An 11-year-old girl finds out she’s getting adopted, and is overjoyed. A couple born on exact same day, in same hospital, gets married. And cute pandas frolicking around, just for fun.

It’s Friday, it’s Friday the 13th, it’s suddenly autumn in N.Y. after never-ending 80 degree days, and I’m actually looking forward to a Jets-Patriots game on Sunday, which never happens.

Lots of good stuff to get to you this week, but I have to start with this deservedly-viral video from, of all places, an administration office of a middle school.

Meet 11-year-old Tannah Butterfield, a kid in Utah who has been desperately hoping she’d be adopted by the foster parents she’s come to know and love.

In this beautiful video above, shot on Oct. 2 at American Heritage School of South Jordan, Utah, Tannah is told by her friend “Miss Jackie,” Jackie Alexander, a school administrator, that her wish has come true.

“Have you heard the news? You’re getting your forever family,” Jackie says she told Tannah.

Tannah’s reaction is priceless. Watch the background of the story here.

**Next up today, this story I heard about on People.com was kind of crazy but great: A couple of 27-year-olds in Massachusetts named Jessica Gomes and Aaron Bairos met in 2007, set up by a couple of friends. They’d grown up in the same area, went to rival high schools, and became serious about each other.

As they got to know each other, they discovered they had the same exact birthdate, April 28, 1990.

Then, they learned they’d both been born at the same hospital, Morton Hospital in Taunton, Mass. And this is my favorite part: According to a local newspaper saved by Jessica’s grandma, Aaron and Jessica were the ONLY two babies born at that hospital that day. (Grandmas save everything, don’t they?)
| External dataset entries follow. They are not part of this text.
//! Retrieval-augmented answering over the vector index

use std::fmt;
use std::sync::Arc;

use anyhow::Result;
use async_trait::async_trait;
use tracing::debug;

use super::corpus::Document;
use super::embeddings::{cosine_similarity, Embedder};
use super::store::VectorIndex;
use crate::ai::Generator;

/// Predicate restricting which documents may be retrieved
pub type DocumentFilter = Arc<dyn Fn(&Document) -> bool + Send + Sync>;

/// Search parameters for one retrieval
#[derive(Clone)]
pub struct RetrievalOptions {
    /// Documents handed to the generator
    pub k: usize,
    /// Candidate pool considered before diversity re-ranking
    pub fetch_k: usize,
    /// Re-rank candidates by maximal marginal relevance
    pub diversify: bool,
    /// 1.0 ranks purely by relevance, 0.0 purely by diversity
    pub lambda_mult: f32,
    pub filter: Option<DocumentFilter>,
}

impl Default for RetrievalOptions {
    fn default() -> Self {
        Self {
            k: 10,
            fetch_k: 20,
            diversify: true,
            lambda_mult: 0.5,
            filter: None,
        }
    }
}

impl fmt::Debug for RetrievalOptions {
    fn fmt(&self, f: &mut fmt::Formatter<'_>) -> fmt::Result {
        f.debug_struct("RetrievalOptions")
            .field("k", &self.k)
            .field("fetch_k", &self.fetch_k)
            .field("diversify", &self.diversify)
            .field("lambda_mult", &self.lambda_mult)
            .field("filter", &self.filter.is_some())
            .finish()
    }
}

impl RetrievalOptions {
    pub fn k(mut self, k: usize) -> Self {
        self.k = k;
        self
    }

    pub fn fetch_k(mut self, fetch_k: usize) -> Self {
        self.fetch_k = fetch_k;
        self
    }

    pub fn diversify(mut self, diversify: bool) -> Self {
        self.diversify = diversify;
        self
    }

    pub fn lambda_mult(mut self, lambda_mult: f32) -> Self {
        self.lambda_mult = lambda_mult;
        self
    }

    pub fn filter(mut self, filter: impl Fn(&Document) -> bool + Send + Sync + 'static) -> Self {
        self.filter = Some(Arc::new(filter));
        self
    }

    pub(crate) fn accepts(&self, document: &Document) -> bool {
        self.filter.as_ref().map_or(true, |f| f(document))
    }
}

/// Greedy maximal marginal relevance selection
///
/// Returns indices into `candidates`, in selection order. Each step picks
/// the candidate maximizing `λ·sim(query, c) − (1−λ)·max sim(c, selected)`.
pub fn max_marginal_relevance(
    query: &[f32],
    candidates: &[&[f32]],
    k: usize,
    lambda_mult: f32,
) -> Vec<usize> {
    let relevance: Vec<f32> = candidates
        .iter()
        .map(|c| cosine_similarity(query, c))
        .collect();

    let mut selected: Vec<usize> = Vec::new();
    let mut remaining: Vec<usize> = (0..candidates.len()).collect();

    while selected.len() < k && !remaining.is_empty() {
        let mut best_pos = 0;
        let mut best_score = f32::NEG_INFINITY;

        for (pos, &idx) in remaining.iter().enumerate() {
            let redundancy = selected
                .iter()
                .map(|&s| cosine_similarity(candidates[idx], candidates[s]))
                .fold(f32::NEG_INFINITY, f32::max);
            let redundancy = if selected.is_empty() { 0.0 } else { redundancy };

            let score = lambda_mult * relevance[idx] - (1.0 - lambda_mult) * redundancy;
            if score > best_score {
                best_score = score;
                best_pos = pos;
            }
        }

        selected.push(remaining.remove(best_pos));
    }

    selected
}

/// Answer produced by a retrieval-augmented query
#[derive(Debug, Clone)]
pub struct RetrievalAnswer {
    pub answer: String,
    /// Documents the answer was grounded on, in retrieval order
    pub source_documents: Vec<Document>,
}

/// Similarity index that can answer prompts with retrieved context
#[async_trait]
pub trait KnowledgeIndex: Send + Sync {
    async fn query(&self, prompt: &str, options: &RetrievalOptions) -> Result<RetrievalAnswer>;
}

/// "Stuff" question answering: every retrieved document is placed in the
/// prompt ahead of the question
pub struct RetrievalQa {
    index: VectorIndex,
    embedder: Arc<dyn Embedder>,
    generator: Arc<dyn Generator>,
}

impl RetrievalQa {
    pub fn new(
        index: VectorIndex,
        embedder: Arc<dyn Embedder>,
        generator: Arc<dyn Generator>,
    ) -> Self {
        Self {
            index,
            embedder,
            generator,
        }
    }

    pub fn index(&self) -> &VectorIndex {
        &self.index
    }

    /// Documents relevant to `prompt`, without generating
    pub async fn retrieve(
        &self,
        prompt: &str,
        options: &RetrievalOptions,
    ) -> Result<Vec<Document>> {
        if self.index.is_empty() {
            return Ok(Vec::new());
        }
        let query = self.embedder.embed(prompt).await?;
        let results = self.index.search(&query, options);
        debug!("Retrieved {} documents", results.len());
        Ok(results.into_iter().map(|r| r.document).collect())
    }
}

#[async_trait]
impl KnowledgeIndex for RetrievalQa {
    async fn query(&self, prompt: &str, options: &RetrievalOptions) -> Result<RetrievalAnswer> {
        let source_documents = self.retrieve(prompt, options).await?;
        let stuffed = stuff_prompt(&source_documents, prompt);
        let answer = self.generator.complete(&stuffed).await?;
        Ok(RetrievalAnswer {
            answer,
            source_documents,
        })
    }
}

/// Wrap a question with retrieved context
pub fn stuff_prompt(documents: &[Document], question: &str) -> String {
    let context = documents
        .iter()
        .map(|d| d.content())
        .collect::<Vec<_>>()
        .join("\n\n");

    format!(
        "Use the following pieces of context to answer the question at the end. \
         If you don't know the answer, just say that you don't know, don't try to make up an answer.\n\n\
         {}\n\nQuestion: {}\nHelpful Answer:",
        context, question
    )
}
Jessica and Aaron got married on Sept. 9, and if there’s cosmic justice in the world, any future children they have will be born on April 28.

**Finally today, I leave you with adorable pandas, being clumsy, set to fantastic classical music. If this doesn’t make you smile, check to make sure your face still works…

The app that talks to your teens about sex, so you don’t have to. A brutal but necessary PSA about cyber-bullying. And the married couple whose drunken bet on a game led to third-degree burns

My son is only 3 and the new baby is on the way any day/week now (if the blog has no new content for a few days at the end of October, bear with me, I’m likely getting used to having a new little guy around the house and probably will be severely sleep-deprived), but it’s never too early to think about how you’re going to deal with your kid as a teenager.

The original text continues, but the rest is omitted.